ANVISA preenchedores
Imagem: wavebreakmedia_micro – Freepik

Recentemente, o Sistema Nacional de Vigilância Sanitária (SNVS) realizou fiscalizações em diversos estados brasileiros e encontrou diversas irregularidades em farmácias e laboratórios de manipulação. Entre as infrações identificadas estavam a produção ilegal de preenchedores injetáveis e a comercialização sem registro ou certificação pela Anvisa, o que contraria diretamente a regulamentação vigente.

Segundo a Anvisa, esses produtos, ao serem fabricados de maneira clandestina ou sem as devidas garantias de qualidade, representam um alto risco à saúde dos consumidores. Os efeitos colaterais podem incluir infecções graves, reações adversas e até deformações permanentes.

Entenda o que são os preenchedores intradérmicos

O que são e para que servem

Os preenchedores intradérmicos são substâncias injetáveis utilizadas para fins estéticos, geralmente compostas por ácido hialurônico, que ajudam na harmonização facial, correção de rugas e aumento de volume em regiões como lábios e maçãs do rosto. Devido ao seu potencial invasivo, esses produtos são classificados como dispositivos médicos de risco, exigindo regulamentação rigorosa.

Por que não podem ser manipulados

De acordo com a Anvisa, a manipulação desses produtos em farmácias compromete as boas práticas de fabricação exigidas para a produção segura de dispositivos médicos. Apenas empresas registradas como fabricantes, com certificações específicas e que seguem normas internacionais, estão autorizadas a produzir e distribuir os preenchedores no Brasil.

A agência ressalta que farmácias de manipulação, mesmo com infraestrutura avançada, não possuem autorização legal nem técnica para a produção desses itens. O alerta é claro: não se trata de uma limitação operacional, mas de segurança sanitária.

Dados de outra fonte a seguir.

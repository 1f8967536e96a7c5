use padloop::shared::PadId;
use ratatui::layout::Rect;

pub const SHEET_PAGE: usize = 10; // digit keys 1..9, 0

// what's drawn over the grid, if anything
#[derive(Clone, Debug, PartialEq, Default)]
pub enum Overlay {
    #[default]
    None,
    SoundSheet { pad: PadId, page: usize },
    TempoEntry(String),
}

// one row of the sound sheet
#[derive(Clone, Debug, PartialEq)]
pub struct SheetEntry {
    pub sound_id: String,
    pub name: String,
    pub color: Option<String>,
}

// state local to tui: which overlay is up, where the pads were drawn last
// frame (for mouse hit testing), and the contact being dragged.
// sheet_* fields are synced from the session each loop
#[derive(Clone, Debug)]
pub struct TuiState {
    pub overlay: Overlay,
    pub pad_rects: Vec<(PadId, Rect)>,
    pub dragging: Option<PadId>,
    pub last_pad: PadId,
    pub cell_width_px: f32,
    pub sheet_entries: Vec<SheetEntry>,
    pub sheet_on_pad: Vec<String>,
}

impl TuiState {
    pub fn new(cell_width_px: f32) -> Self {
        Self {
            overlay: Overlay::None,
            pad_rects: Vec::new(),
            dragging: None,
            last_pad: PadId(0),
            cell_width_px,
            sheet_entries: Vec::new(),
            sheet_on_pad: Vec::new(),
        }
    }

    pub fn pad_at(&self, col: u16, row: u16) -> Option<PadId> {
        self.pad_rects
            .iter()
            .find(|(_, rect)| rect.contains((col, row).into()))
            .map(|(id, _)| *id)
    }

    pub fn sheet_pad(&self) -> Option<PadId> {
        match self.overlay {
            Overlay::SoundSheet { pad, .. } => Some(pad),
            _ => None,
        }
    }

    pub fn sheet_pages(&self) -> usize {
        self.sheet_entries.len().div_ceil(SHEET_PAGE).max(1)
    }

    // the entry a digit key picks on the current page
    pub fn sheet_pick(&self, digit: usize) -> Option<&SheetEntry> {
        let Overlay::SoundSheet { page, .. } = self.overlay else {
            return None;
        };
        self.sheet_entries.get(page * SHEET_PAGE + digit)
    }
}

impl Default for TuiState {
    fn default() -> Self {
        Self::new(8.0)
    }
}
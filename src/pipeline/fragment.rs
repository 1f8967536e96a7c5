// The saved shape of a fragment. The pad part is two sibling maps keyed by
// the pad index as a string:
//   padSounds: {"0": ["kick", "snare"], "5": ["hat"]}     (empty pads left out)
//   padStates: {"0": {"isActive": true, "currentSoundIndex": 1}, ...}  (every pad)

use std::collections::BTreeMap;

use serde::{Deserialize, Serialize};

use super::catalog::SoundCatalog;
use super::colors::ColorAllocator;
use super::grid::{Pad, PadGrid, checked_dims};
use crate::shared::{DEFAULT_BPM, DEFAULT_COLS, DEFAULT_ROWS, PadId};

#[derive(Clone, Copy, Debug, Default, PartialEq, Eq, Serialize, Deserialize)]
#[serde(rename_all = "camelCase")]
pub struct PadState {
    pub is_active: bool,
    pub current_sound_index: usize,
}

#[derive(Clone, Debug, PartialEq, Serialize, Deserialize)]
#[serde(rename_all = "camelCase")]
pub struct FragmentRecord {
    #[serde(default, skip_serializing_if = "Option::is_none")]
    pub id: Option<String>,
    #[serde(default)]
    pub title: String,
    #[serde(default = "default_bpm")]
    pub bpm: f32,
    #[serde(default = "default_rows")]
    pub rows: usize,
    #[serde(default = "default_cols")]
    pub cols: usize,
    #[serde(default)]
    pub pad_sounds: BTreeMap<String, Vec<String>>,
    #[serde(default)]
    pub pad_states: BTreeMap<String, PadState>,
}

fn default_bpm() -> f32 {
    DEFAULT_BPM
}

fn default_rows() -> usize {
    DEFAULT_ROWS
}

fn default_cols() -> usize {
    DEFAULT_COLS
}

impl FragmentRecord {
    pub fn from_grid(grid: &PadGrid, bpm: f32, title: impl Into<String>) -> Self {
        let mut pad_sounds = BTreeMap::new();
        let mut pad_states = BTreeMap::new();
        for pad in grid.pads() {
            let key = pad.id.0.to_string();
            if !pad.sounds.is_empty() {
                let ids = pad.sounds.iter().map(|s| s.sound_id.clone()).collect();
                pad_sounds.insert(key.clone(), ids);
            }
            pad_states.insert(
                key,
                PadState {
                    is_active: pad.is_active,
                    current_sound_index: pad.current_sound_index,
                },
            );
        }
        Self {
            id: None,
            title: title.into(),
            bpm,
            rows: grid.rows(),
            cols: grid.cols(),
            pad_sounds,
            pad_states,
        }
    }

    /// Rebuild the grid. Sound ids the catalog doesn't know are skipped and
    /// bad keys are ignored; the result always satisfies the grid invariants.
    pub fn to_grid(&self, catalog: &dyn SoundCatalog, colors: &mut ColorAllocator) -> PadGrid {
        let (rows, cols) = checked_dims(self.rows, self.cols);
        let n = rows * cols;
        let mut pads: Vec<Pad> = (0..n).map(|i| Pad::new(PadId(i))).collect();

        for (key, ids) in &self.pad_sounds {
            let Some(pad) = parse_index(key, n).map(|i| &mut pads[i]) else {
                log::warn!("fragment: ignoring sounds for bad pad key {key:?}");
                continue;
            };
            for id in ids {
                match catalog.lookup(id) {
                    Some(info) if pad.position_of(id).is_none() => {
                        pad.sounds.push(info.to_pad_sound(colors))
                    }
                    Some(_) => log::debug!("fragment: duplicate {id} on {}", pad.id),
                    None => log::warn!("fragment: unknown sound {id} on {}, dropping it", pad.id),
                }
            }
        }

        for (key, state) in &self.pad_states {
            if let Some(i) = parse_index(key, n) {
                pads[i].is_active = state.is_active;
                pads[i].current_sound_index = state.current_sound_index;
            }
        }

        PadGrid::from_pads(rows, cols, pads)
    }
}

fn parse_index(key: &str, n: usize) -> Option<usize> {
    key.parse::<usize>().ok().filter(|&i| i < n)
}

#[cfg(test)]
mod tests {
    use super::*;
    use crate::pipeline::catalog::{DirectoryCatalog, SoundInfo};
    use crate::pipeline::sound::SourceKind;

    fn catalog() -> DirectoryCatalog {
        DirectoryCatalog::from_entries(
            ["kick", "snare", "hat"]
                .iter()
                .map(|id| SoundInfo {
                    id: id.to_string(),
                    name: id.to_string(),
                    stored_path: Some(format!("sounds/{id}.wav")),
                    kind: SourceKind::Predefined,
                })
                .collect(),
        )
    }

    fn sample_grid(colors: &mut ColorAllocator) -> PadGrid {
        let cat = catalog();
        let grid = PadGrid::new(4, 4).toggle_active(PadId(0));
        let kick = cat.lookup("kick").unwrap().to_pad_sound(colors);
        let snare = cat.lookup("snare").unwrap().to_pad_sound(colors);
        let hat = cat.lookup("hat").unwrap().to_pad_sound(colors);
        let grid = grid.add_or_remove_sound(PadId(0), kick).0;
        let grid = grid.add_or_remove_sound(PadId(0), snare).0;
        grid.add_or_remove_sound(PadId(5), hat).0
    }

    #[test]
    fn schema_is_two_sibling_maps() {
        let mut colors = ColorAllocator::with_seed(1);
        let record = FragmentRecord::from_grid(&sample_grid(&mut colors), 96.0, "beat");
        let json = serde_json::to_value(&record).unwrap();

        assert_eq!(json["padSounds"]["0"], serde_json::json!(["kick", "snare"]));
        assert_eq!(json["padSounds"]["5"], serde_json::json!(["hat"]));
        assert!(json["padSounds"].get("1").is_none()); // empty pads omitted
        assert_eq!(json["padStates"].as_object().unwrap().len(), 16); // every pad listed
        assert_eq!(
            json["padStates"]["0"],
            serde_json::json!({"isActive": true, "currentSoundIndex": 1})
        );
        assert_eq!(
            json["padStates"]["15"],
            serde_json::json!({"isActive": false, "currentSoundIndex": 0})
        );
        assert_eq!(json["bpm"], 96.0);
    }

    #[test]
    fn back_to_the_same_grid() {
        let mut colors = ColorAllocator::with_seed(1);
        let grid = sample_grid(&mut colors);
        let record = FragmentRecord::from_grid(&grid, 120.0, "");
        let text = serde_json::to_string(&record).unwrap();
        let parsed: FragmentRecord = serde_json::from_str(&text).unwrap();
        // same allocator, so same colors
        assert_eq!(parsed.to_grid(&catalog(), &mut colors), grid);
    }

    #[test]
    fn tolerates_junk() {
        let text = r#"{
            "padSounds": {"0": ["kick", "ghost", "kick"], "x": ["hat"], "99": ["hat"]},
            "padStates": {"0": {"isActive": true, "currentSoundIndex": 7}}
        }"#;
        let record: FragmentRecord = serde_json::from_str(text).unwrap();
        assert_eq!(record.bpm, DEFAULT_BPM);
        let grid = record.to_grid(&catalog(), &mut ColorAllocator::with_seed(2));
        let pad = grid.pad(PadId(0)).unwrap();
        assert_eq!(pad.sounds.len(), 1);
        assert_eq!(pad.current_sound_index, 0);
        assert!(pad.is_active);
        assert_eq!(grid.len(), 16);
    }

    #[test]
    fn oversized_grid_reopens_as_the_default() {
        let text = r#"{
            "rows": 9223372036854775808, "cols": 2,
            "padSounds": {"3": ["hat"]},
            "padStates": {"3": {"isActive": true, "currentSoundIndex": 0}}
        }"#;
        let record: FragmentRecord = serde_json::from_str(text).unwrap();
        let grid = record.to_grid(&catalog(), &mut ColorAllocator::with_seed(3));
        assert_eq!((grid.rows(), grid.cols()), (DEFAULT_ROWS, DEFAULT_COLS));
        assert!(grid.pad(PadId(3)).unwrap().is_sounding());

        let huge = FragmentRecord { rows: 1 << 20, cols: 1 << 20, ..record };
        assert_eq!(huge.to_grid(&catalog(), &mut ColorAllocator::with_seed(3)).len(), 16);
    }
}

Publicidade também é proibida

Além da proibição da manipulação, a Anvisa também veta qualquer tipo de publicidade, propaganda ou divulgação pública dos preenchedores estéticos por farmácias. Isso inclui sites, redes sociais e materiais promocionais. O objetivo é impedir que o consumidor seja induzido ao erro ao acreditar que se trata de um produto seguro e legalmente autorizado quando, na verdade, sua fabricação e comercialização por essas instituições é ilegal.

Orientações para profissionais e consumidores

Médicos e clínicas

A Anvisa reforça que cabe aos médicos dermatologistas, cirurgiões plásticos e clínicas de estética a responsabilidade de garantir a procedência dos produtos utilizados em seus procedimentos. As compras devem ser feitas apenas de fabricantes e distribuidores regularizados, com registro na Anvisa e documentação completa.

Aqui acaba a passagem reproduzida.